Xander took their orders before putting in his two cents, "Have you talked to Mirror Master? I figure if anyone would know the path to Wonderland he would."

"Thank you for the suggestion, but I have my own looking glass."

"Besides the problem is finding our Wonderland, we've been to several already and they've all had their own Alice and Hatter," explained the Hatter.

"It only takes two mirrors to glimpse infinity, and I have many more than that," said Alice. "Combine that with the mirrors that other Alices have and it's quite the task to narrow it down even when I travel far enough Chaosward."

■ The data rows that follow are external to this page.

use thiserror::Error;

use crate::{interpreter::EvalError, parser::ParseError};

/// Any failure of the tokenise, parse, interpret pipeline.
#[derive(Error, Debug, PartialEq, Eq, Clone)]
pub enum Error {
    #[error("parse error: {0}")]
    Parse(#[from] ParseError),
    #[error("evaluation error: {0}")]
    Eval(#[from] EvalError),
}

"My brain is already beginning to hurt, but Chaosward?" asked Catwoman.

"Think of it as another direction on the Heaven and Hell elevator," said Xander as he brought the new couple their drinks. "Every world has its own mix of chaos and order, with some heavier in one than the other. It's like Dungeons and Dragons alignments, but instead of creating a character with the mix you're creating a dimension."

"And that's not even taking the changes people make to the universe simply by having free will," said Hatter with a shudder even as he took a sip of his whiskey laced tea. "If I wasn't so well read, seeing the variations one story can take between different authors, and my own madness, I do believe this hunt would have driven me truly insane by now."

"Yeah, traveling the multiverse can do that to anyone or anything. I just did it once and it knocked a few more screws loose than I had before," Xander said with a grin.